WHAT THE TASK REQUIRES
Report every line of the records that includes the word "derive".

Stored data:
━━━━━━━━━━
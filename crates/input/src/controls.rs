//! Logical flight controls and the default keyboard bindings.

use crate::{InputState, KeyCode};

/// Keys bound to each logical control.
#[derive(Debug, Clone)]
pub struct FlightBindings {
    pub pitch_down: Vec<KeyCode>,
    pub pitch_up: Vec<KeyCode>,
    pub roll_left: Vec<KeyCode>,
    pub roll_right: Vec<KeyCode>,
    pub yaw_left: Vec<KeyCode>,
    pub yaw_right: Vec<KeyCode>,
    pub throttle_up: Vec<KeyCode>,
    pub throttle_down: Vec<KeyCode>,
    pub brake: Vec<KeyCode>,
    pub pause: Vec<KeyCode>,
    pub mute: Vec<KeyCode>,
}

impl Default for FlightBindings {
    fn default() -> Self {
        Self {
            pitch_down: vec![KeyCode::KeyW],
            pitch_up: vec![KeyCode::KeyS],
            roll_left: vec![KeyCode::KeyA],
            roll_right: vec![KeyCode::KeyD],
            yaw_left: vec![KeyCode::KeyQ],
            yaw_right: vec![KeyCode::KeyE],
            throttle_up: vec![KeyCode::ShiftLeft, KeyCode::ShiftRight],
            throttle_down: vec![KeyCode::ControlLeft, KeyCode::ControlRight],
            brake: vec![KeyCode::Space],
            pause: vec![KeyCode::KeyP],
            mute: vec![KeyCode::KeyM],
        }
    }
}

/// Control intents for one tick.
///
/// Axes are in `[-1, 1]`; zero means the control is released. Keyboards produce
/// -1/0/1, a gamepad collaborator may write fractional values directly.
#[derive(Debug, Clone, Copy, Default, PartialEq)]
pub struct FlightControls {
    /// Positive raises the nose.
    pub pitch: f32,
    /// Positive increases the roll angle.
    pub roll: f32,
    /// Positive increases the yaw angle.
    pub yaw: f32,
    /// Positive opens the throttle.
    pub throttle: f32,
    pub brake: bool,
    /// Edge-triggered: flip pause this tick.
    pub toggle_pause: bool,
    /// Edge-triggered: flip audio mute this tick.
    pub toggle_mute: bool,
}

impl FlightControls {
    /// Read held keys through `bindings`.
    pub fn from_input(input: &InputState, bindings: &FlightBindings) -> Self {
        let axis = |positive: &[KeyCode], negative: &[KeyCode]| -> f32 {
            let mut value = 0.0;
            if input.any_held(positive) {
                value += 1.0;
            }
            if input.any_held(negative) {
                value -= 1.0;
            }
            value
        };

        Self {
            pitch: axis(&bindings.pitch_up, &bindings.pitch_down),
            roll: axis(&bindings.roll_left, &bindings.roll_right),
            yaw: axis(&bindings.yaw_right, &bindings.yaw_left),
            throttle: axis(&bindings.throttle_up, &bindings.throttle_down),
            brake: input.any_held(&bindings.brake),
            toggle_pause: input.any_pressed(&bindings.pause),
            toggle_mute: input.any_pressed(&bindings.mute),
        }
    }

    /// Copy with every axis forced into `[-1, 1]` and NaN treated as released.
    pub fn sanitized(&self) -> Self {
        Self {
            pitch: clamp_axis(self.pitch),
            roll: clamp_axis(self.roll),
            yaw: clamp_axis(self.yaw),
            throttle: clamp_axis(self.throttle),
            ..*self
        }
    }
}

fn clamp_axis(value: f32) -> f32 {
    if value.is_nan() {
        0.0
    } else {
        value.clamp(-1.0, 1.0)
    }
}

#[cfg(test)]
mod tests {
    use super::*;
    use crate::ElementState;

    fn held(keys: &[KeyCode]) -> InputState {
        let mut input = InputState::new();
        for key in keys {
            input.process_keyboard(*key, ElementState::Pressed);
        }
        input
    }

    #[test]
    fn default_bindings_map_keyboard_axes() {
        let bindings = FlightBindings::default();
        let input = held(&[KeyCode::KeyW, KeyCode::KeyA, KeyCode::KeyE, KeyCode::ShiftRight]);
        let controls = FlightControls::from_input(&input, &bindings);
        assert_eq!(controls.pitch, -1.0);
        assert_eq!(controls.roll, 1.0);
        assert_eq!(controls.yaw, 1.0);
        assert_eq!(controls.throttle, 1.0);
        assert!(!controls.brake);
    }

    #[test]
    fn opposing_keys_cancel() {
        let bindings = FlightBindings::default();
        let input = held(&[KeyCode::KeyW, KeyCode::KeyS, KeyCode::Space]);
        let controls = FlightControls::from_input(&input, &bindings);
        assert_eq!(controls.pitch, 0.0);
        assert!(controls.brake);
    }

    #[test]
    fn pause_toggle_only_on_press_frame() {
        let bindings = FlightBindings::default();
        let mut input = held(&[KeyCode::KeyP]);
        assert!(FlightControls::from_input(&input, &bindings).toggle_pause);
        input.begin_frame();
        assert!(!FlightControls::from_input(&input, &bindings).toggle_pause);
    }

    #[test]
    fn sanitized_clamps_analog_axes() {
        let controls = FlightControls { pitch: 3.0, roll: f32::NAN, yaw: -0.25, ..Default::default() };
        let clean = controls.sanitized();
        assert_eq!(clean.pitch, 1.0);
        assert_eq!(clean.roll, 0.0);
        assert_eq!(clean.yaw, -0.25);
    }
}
━━━━━━━━━━
EXERCISE OUTPUT
#[derive(Debug, Clone)]
#[derive(Debug, Clone, Copy, Default, PartialEq)]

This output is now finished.